Stored items
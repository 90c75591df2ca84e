//! End-to-end tests for the survey CLI against an isolated data directory.

use std::process::Command;

fn waypoint(data_dir: &std::path::Path, args: &[&str]) -> std::process::Output {
    Command::new(env!("CARGO_BIN_EXE_waypoint-cli"))
        .env("WAYPOINT_DATA_DIR", data_dir)
        .args(args)
        .output()
        .expect("failed to run waypoint-cli")
}

#[test]
fn test_survey_list() {
    let dir = tempfile::tempdir().unwrap();
    let out = waypoint(dir.path(), &["survey", "list"]);
    assert!(out.status.success());
    let stdout = String::from_utf8(out.stdout).unwrap();
    assert!(stdout.contains("career-survey"));
    assert!(stdout.contains("personality-test"));
}

#[test]
fn test_unknown_survey_fails() {
    let dir = tempfile::tempdir().unwrap();
    let out = waypoint(dir.path(), &["survey", "status", "nope"]);
    assert!(!out.status.success());
    let stderr = String::from_utf8(out.stderr).unwrap();
    assert!(stderr.contains("unknown survey"));
}

#[test]
fn test_branch_choice_persists_across_invocations() {
    let dir = tempfile::tempdir().unwrap();

    let out = waypoint(dir.path(), &["survey", "branch", "career-survey", "yes"]);
    assert!(out.status.success());

    let out = waypoint(dir.path(), &["survey", "status", "career-survey"]);
    assert!(out.status.success());
    let stdout = String::from_utf8(out.stdout).unwrap();
    assert!(stdout.contains("\"state\": \"in_module\""));

    // Choosing again is refused; the gate is immutable until reset.
    let out = waypoint(dir.path(), &["survey", "branch", "career-survey", "no"]);
    assert!(!out.status.success());
}

#[test]
fn test_answer_and_advance() {
    let dir = tempfile::tempdir().unwrap();
    waypoint(dir.path(), &["survey", "branch", "personality-test", "yes"]);

    // personality-test has no gate, so branch fails; answering works directly.
    let out = waypoint(
        dir.path(),
        &["survey", "answer", "personality-test", "p_big_picture", "--choice", "a"],
    );
    assert!(out.status.success());

    // Advancing with an unanswered required question on the step fails.
    let out = waypoint(dir.path(), &["survey", "next", "personality-test"]);
    assert!(!out.status.success());

    let out = waypoint(
        dir.path(),
        &["survey", "answer", "personality-test", "p_details", "--choice", "b"],
    );
    assert!(out.status.success());

    let out = waypoint(dir.path(), &["survey", "next", "personality-test"]);
    assert!(out.status.success());
    let stdout = String::from_utf8(out.stdout).unwrap();
    assert!(stdout.contains("\"step_index\": 1"));
}

#[test]
fn test_reset_clears_state() {
    let dir = tempfile::tempdir().unwrap();
    waypoint(dir.path(), &["survey", "branch", "career-survey", "yes"]);

    let out = waypoint(dir.path(), &["survey", "reset", "career-survey"]);
    assert!(out.status.success());

    let out = waypoint(dir.path(), &["survey", "status", "career-survey"]);
    let stdout = String::from_utf8(out.stdout).unwrap();
    assert!(stdout.contains("\"state\": \"branch_selection\""));
}
//! Survey question and module schema.
//!
//! Questions form a closed set of five kinds; rendering and validation
//! dispatch over [`QuestionKind`] with exhaustive matches, so adding a
//! kind is a compile-time exercise touching one switch per consumer.
//!
//! Configuration is supplied pre-validated at construction. The engine
//! does not defend against malformed tables (e.g. a zero `rank_count`).

use serde::{Deserialize, Serialize};
use std::collections::HashMap;

use crate::scoring::ScoringTable;

/// Stable identifier for a question.
pub type QuestionId = String;

/// Map from question id to the recorded answer.
///
/// Built incrementally as the user progresses; entries are overwritten by
/// re-answering and pruned only on full reset or branch selection.
pub type AnswerMap = HashMap<QuestionId, AnswerValue>;

/// One selectable option of a choice-style question.
#[derive(Debug, Clone, Serialize, Deserialize)]
pub struct ChoiceOption {
    /// Option key recorded in the answer map (and looked up in scoring tables).
    pub key: String,
    /// Display text.
    pub label: String,
}

impl ChoiceOption {
    pub fn new(key: &str, label: &str) -> Self {
        Self {
            key: key.to_string(),
            label: label.to_string(),
        }
    }
}

/// A named group of rateable items for the categorized selector.
#[derive(Debug, Clone, Serialize, Deserialize)]
pub struct RatedCategory {
    pub name: String,
    pub items: Vec<String>,
}

/// Type-specific configuration for the five question kinds.
#[derive(Debug, Clone, Serialize, Deserialize)]
#[serde(tag = "kind", rename_all = "snake_case")]
pub enum QuestionKind {
    /// Exactly one option is chosen.
    SingleChoice { options: Vec<ChoiceOption> },
    /// Any number of options within the configured bounds.
    MultiChoice {
        options: Vec<ChoiceOption>,
        min_selections: usize,
        max_selections: usize,
    },
    /// An ordered top-N selection; complete once exactly `rank_count`
    /// items are ranked.
    RankedChoice {
        options: Vec<ChoiceOption>,
        rank_count: usize,
    },
    /// Unconstrained text input.
    FreeText { placeholder: Option<String> },
    /// Items picked from categories, each with a rating on the scale.
    RatedMultiSelect {
        categories: Vec<RatedCategory>,
        scale_min: u8,
        scale_max: u8,
    },
}

/// A rated item recorded by the categorized selector.
#[derive(Debug, Clone, PartialEq, Eq, Serialize, Deserialize)]
pub struct RatedItem {
    pub item: String,
    pub rating: u8,
}

/// The recorded value for a question, shaped by its kind.
#[derive(Debug, Clone, PartialEq, Eq, Serialize, Deserialize)]
#[serde(tag = "type", content = "value", rename_all = "snake_case")]
pub enum AnswerValue {
    /// Chosen option key of a single-choice question.
    Choice(String),
    /// Free-text input.
    Text(String),
    /// Checked option keys of a multi-choice question.
    Selections(Vec<String>),
    /// Ranked option keys, best first.
    Ranked(Vec<String>),
    /// Items with ratings from the categorized selector.
    Rated(Vec<RatedItem>),
}

/// An item belonging to a module.
#[derive(Debug, Clone, Serialize, Deserialize)]
pub struct Question {
    /// Unique identifier for the question.
    pub id: QuestionId,
    /// Question text.
    pub text: String,
    /// Whether an answer is required to leave the step.
    pub required: bool,
    /// Help text (optional).
    pub help: Option<String>,
    /// Kind tag plus type-specific configuration.
    pub kind: QuestionKind,
}

/// An ordered, named group of questions presented as one wizard step.
#[derive(Debug, Clone, Serialize, Deserialize)]
pub struct Module {
    pub id: String,
    pub title: String,
    pub questions: Vec<Question>,
}

/// Upfront choice that determines which modules are active for a session.
///
/// The gate question is always single-choice. `exclusions` maps a chosen
/// option key to the module ids that become inactive for the session.
#[derive(Debug, Clone, Serialize, Deserialize)]
pub struct BranchGate {
    pub question: Question,
    pub exclusions: HashMap<String, Vec<String>>,
}

impl BranchGate {
    /// Module ids excluded by the given branch choice.
    pub fn excluded_modules(&self, choice: &str) -> &[String] {
        self.exclusions
            .get(choice)
            .map(|v| v.as_slice())
            .unwrap_or(&[])
    }

    /// Whether `choice` is a valid option key of the gate question.
    pub fn accepts(&self, choice: &str) -> bool {
        match &self.question.kind {
            QuestionKind::SingleChoice { options } => options.iter().any(|o| o.key == choice),
            // Gates are single-choice by construction.
            _ => false,
        }
    }
}

/// Static definition of one survey instance.
#[derive(Debug, Clone, Serialize, Deserialize)]
pub struct SurveyDefinition {
    /// Stable instance id, also the persistence key prefix.
    pub id: String,
    /// Display title.
    pub title: String,
    /// All modules, in presentation order. Branch exclusions filter this list.
    pub modules: Vec<Module>,
    /// Optional upfront branch choice.
    pub branch: Option<BranchGate>,
    /// Simulated analysis latency awaited during submit, in milliseconds.
    pub analysis_delay_ms: u64,
    /// When true, questions of branch-excluded modules are filled with
    /// zero-contribution defaults at the wizard boundary before scoring.
    pub fill_skipped_defaults: bool,
    /// Scoring configuration for this instance.
    pub scoring: ScoringTable,
}

impl SurveyDefinition {
    /// Modules active for the given branch choice (all of them when the
    /// definition has no gate or no choice was made yet).
    pub fn active_modules(&self, branch: Option<&str>) -> Vec<&Module> {
        match (&self.branch, branch) {
            (Some(gate), Some(choice)) => {
                let excluded = gate.excluded_modules(choice);
                self.modules
                    .iter()
                    .filter(|m| !excluded.contains(&m.id))
                    .collect()
            }
            _ => self.modules.iter().collect(),
        }
    }

    /// Modules excluded for the given branch choice.
    pub fn excluded_modules(&self, branch: Option<&str>) -> Vec<&Module> {
        match (&self.branch, branch) {
            (Some(gate), Some(choice)) => {
                let excluded = gate.excluded_modules(choice);
                self.modules
                    .iter()
                    .filter(|m| excluded.contains(&m.id))
                    .collect()
            }
            _ => Vec::new(),
        }
    }

    /// Total question count across all modules (branch-independent).
    pub fn question_count(&self) -> usize {
        self.modules.iter().map(|m| m.questions.len()).sum()
    }

    /// Find a question by id across all modules.
    pub fn find_question(&self, id: &str) -> Option<&Question> {
        self.modules
            .iter()
            .flat_map(|m| m.questions.iter())
            .find(|q| q.id == id)
    }
}
use clap::{CommandFactory, Parser, Subcommand};
use clap_complete::Shell;
use tracing_subscriber::EnvFilter;

mod commands;

#[derive(Parser)]
#[command(name = "waypoint-cli", version, about = "Waypoint survey CLI")]
struct Cli {
    #[command(subcommand)]
    command: Commands,
}

#[derive(Subcommand)]
enum Commands {
    /// Take and manage surveys
    Survey {
        #[command(subcommand)]
        action: commands::survey::SurveyAction,
    },
    /// Generate shell completions
    Completions {
        /// Target shell
        shell: Shell,
    },
}

#[tokio::main]
async fn main() {
    tracing_subscriber::fmt()
        .with_env_filter(EnvFilter::try_from_env("WAYPOINT_LOG").unwrap_or_else(|_| EnvFilter::new("warn")))
        .with_writer(std::io::stderr)
        .init();

    let cli = Cli::parse();
    let result = match cli.command {
        Commands::Survey { action } => commands::survey::run(action).await,
        Commands::Completions { shell } => {
            let mut cmd = Cli::command();
            clap_complete::generate(shell, &mut cmd, "waypoint-cli", &mut std::io::stdout());
            Ok(())
        }
    };

    if let Err(e) = result {
        eprintln!("error: {e}");
        std::process::exit(1);
    }
}
pub mod survey;
//! Survey scoring engine.
//!
//! A pure function pipeline: answer map → raw dimension scores →
//! scaled (0-100) scores → rule-matched archetypes. No side effects,
//! no I/O, and total over its typed domain: unknown question ids and
//! unknown option keys contribute nothing rather than erroring, since
//! in-progress answer maps are routinely partial.
//!
//! Scaled scores are deliberately NOT clamped to [0, 100]. A raw score
//! outside its configured range scales outside the band, which keeps
//! table misconfiguration observable instead of silently masked.

use serde::{Deserialize, Serialize};
use std::collections::{BTreeMap, HashMap};

use crate::question::{AnswerMap, AnswerValue};

/// A named scoring axis with its raw-score range used for normalization.
#[derive(Debug, Clone, Serialize, Deserialize)]
pub struct DimensionRange {
    pub id: String,
    pub min: i64,
    pub max: i64,
}

impl DimensionRange {
    pub fn new(id: &str, min: i64, max: i64) -> Self {
        Self {
            id: id.to_string(),
            min,
            max,
        }
    }
}

/// Signed contribution of one chosen option to one dimension.
#[derive(Debug, Clone, Serialize, Deserialize)]
pub struct DimensionDelta {
    pub dimension: String,
    pub delta: i64,
}

impl DimensionDelta {
    pub fn new(dimension: &str, delta: i64) -> Self {
        Self {
            dimension: dimension.to_string(),
            delta,
        }
    }
}

/// Comparison operator of an archetype rule condition.
#[derive(Debug, Clone, Copy, PartialEq, Eq, Serialize, Deserialize)]
#[serde(rename_all = "snake_case")]
pub enum Comparison {
    AtLeast,
    AtMost,
    Above,
    Below,
}

impl Comparison {
    fn holds(self, value: i64, threshold: i64) -> bool {
        match self {
            Comparison::AtLeast => value >= threshold,
            Comparison::AtMost => value <= threshold,
            Comparison::Above => value > threshold,
            Comparison::Below => value < threshold,
        }
    }
}

/// One condition over a scaled dimension score.
#[derive(Debug, Clone, Serialize, Deserialize)]
pub struct RuleCondition {
    pub dimension: String,
    pub op: Comparison,
    pub threshold: i64,
}

impl RuleCondition {
    pub fn new(dimension: &str, op: Comparison, threshold: i64) -> Self {
        Self {
            dimension: dimension.to_string(),
            op,
            threshold,
        }
    }
}

/// A named predicate over the scaled scores. All conditions must hold.
///
/// Rules are evaluated in declaration order; matching order, not score
/// magnitude, decides the returned archetype order.
#[derive(Debug, Clone, Serialize, Deserialize)]
pub struct ArchetypeRule {
    pub archetype: String,
    pub conditions: Vec<RuleCondition>,
}

impl ArchetypeRule {
    pub fn matches(&self, scaled: &BTreeMap<String, i64>) -> bool {
        self.conditions.iter().all(|c| {
            let value = scaled.get(&c.dimension).copied().unwrap_or(0);
            c.op.holds(value, c.threshold)
        })
    }
}

/// Descriptive metadata for an archetype (name, narrative text).
#[derive(Debug, Clone, Serialize, Deserialize)]
pub struct ArchetypeInfo {
    pub id: String,
    pub name: String,
    pub narrative: String,
}

impl ArchetypeInfo {
    pub fn new(id: &str, name: &str, narrative: &str) -> Self {
        Self {
            id: id.to_string(),
            name: name.to_string(),
            narrative: narrative.to_string(),
        }
    }
}

/// Static scoring configuration for one survey instance.
///
/// `deltas` maps question id → chosen option key → dimension deltas.
#[derive(Debug, Clone, Serialize, Deserialize)]
pub struct ScoringTable {
    /// Dimension set with normalization ranges, in declaration order.
    pub dimensions: Vec<DimensionRange>,
    /// (question, option) → contributions.
    pub deltas: HashMap<String, HashMap<String, Vec<DimensionDelta>>>,
    /// Archetype rules in evaluation order.
    pub rules: Vec<ArchetypeRule>,
    /// Archetype returned when no rule matches.
    pub fallback_archetype: String,
    /// Descriptive metadata per archetype id.
    pub archetype_info: Vec<ArchetypeInfo>,
    /// Metadata entry used when an archetype id has no matching entry.
    pub unknown_archetype: ArchetypeInfo,
}

impl ScoringTable {
    /// Look up descriptive metadata, falling back to the designated
    /// unknown entry when the id has none.
    pub fn describe(&self, archetype: &str) -> &ArchetypeInfo {
        self.archetype_info
            .iter()
            .find(|a| a.id == archetype)
            .unwrap_or(&self.unknown_archetype)
    }
}

/// The terminal output of the pipeline. Immutable once computed.
#[derive(Debug, Clone, PartialEq, Eq, Serialize, Deserialize)]
pub struct SurveyResult {
    /// Survey instance the result belongs to.
    pub survey_id: String,
    /// Per-dimension raw totals.
    pub raw_scores: BTreeMap<String, i64>,
    /// Per-dimension scaled scores (nominally 0-100, unclamped).
    pub scaled_scores: BTreeMap<String, i64>,
    /// Matched archetypes in rule order; never empty, first is primary.
    pub archetypes: Vec<String>,
}

impl SurveyResult {
    /// The primary archetype (first match, or the fallback).
    pub fn primary_archetype(&self) -> &str {
        // determine_archetypes guarantees a non-empty list.
        self.archetypes.first().map(String::as_str).unwrap_or("")
    }
}

/// Sum option deltas for every single-choice answer present in the table.
///
/// The output contains an entry for every dimension the table declares,
/// even when never touched. Answers of other kinds, unknown question ids
/// and unknown option keys are skipped silently.
pub fn compute_raw_scores(answers: &AnswerMap, table: &ScoringTable) -> BTreeMap<String, i64> {
    let mut raw: BTreeMap<String, i64> = table
        .dimensions
        .iter()
        .map(|d| (d.id.clone(), 0))
        .collect();

    for (question_id, answer) in answers {
        let AnswerValue::Choice(key) = answer else {
            continue;
        };
        let Some(options) = table.deltas.get(question_id) else {
            continue;
        };
        let Some(deltas) = options.get(key) else {
            continue;
        };
        for d in deltas {
            if let Some(total) = raw.get_mut(&d.dimension) {
                *total += d.delta;
            }
        }
    }

    raw
}

/// Linearly rescale each raw score from its configured range into [0, 100],
/// rounded to the nearest integer.
///
/// A dimension with `min == max` scales to 0 (degenerate but defined).
/// Out-of-range raw inputs are not clamped, so the output can leave
/// [0, 100] when upstream data is inconsistent.
pub fn compute_scaled_scores(
    raw: &BTreeMap<String, i64>,
    dimensions: &[DimensionRange],
) -> BTreeMap<String, i64> {
    let mut scaled = BTreeMap::new();
    for dim in dimensions {
        let value = raw.get(&dim.id).copied().unwrap_or(0);
        let score = if dim.min == dim.max {
            0
        } else {
            let span = (dim.max - dim.min) as f64;
            (((value - dim.min) as f64 / span) * 100.0).round() as i64
        };
        scaled.insert(dim.id.clone(), score);
    }
    scaled
}

/// Evaluate the rules in declaration order and return all matches.
///
/// Never returns an empty list: when zero rules match, exactly the
/// table's fallback archetype is returned.
pub fn determine_archetypes(scaled: &BTreeMap<String, i64>, table: &ScoringTable) -> Vec<String> {
    let matched: Vec<String> = table
        .rules
        .iter()
        .filter(|r| r.matches(scaled))
        .map(|r| r.archetype.clone())
        .collect();

    if matched.is_empty() {
        vec![table.fallback_archetype.clone()]
    } else {
        matched
    }
}

/// Full pipeline: the only entry point the wizard calls.
pub fn compute_result(survey_id: &str, answers: &AnswerMap, table: &ScoringTable) -> SurveyResult {
    let raw_scores = compute_raw_scores(answers, table);
    let scaled_scores = compute_scaled_scores(&raw_scores, &table.dimensions);
    let archetypes = determine_archetypes(&scaled_scores, table);
    SurveyResult {
        survey_id: survey_id.to_string(),
        raw_scores,
        scaled_scores,
        archetypes,
    }
}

DIRECTIONS FOR THIS TASK: Copy the entries above exactly, but only from the line holding "a.id == archetype)" through the line holding "(nominally 0-100, unclamped).", both included.

EXERCISE SOLUTION:
            .find(|a| a.id == archetype)
            .unwrap_or(&self.unknown_archetype)
    }
}

/// The terminal output of the pipeline. Immutable once computed.
#[derive(Debug, Clone, PartialEq, Eq, Serialize, Deserialize)]
pub struct SurveyResult {
    /// Survey instance the result belongs to.
    pub survey_id: String,
    /// Per-dimension raw totals.
    pub raw_scores: BTreeMap<String, i64>,
    /// Per-dimension scaled scores (nominally 0-100, unclamped).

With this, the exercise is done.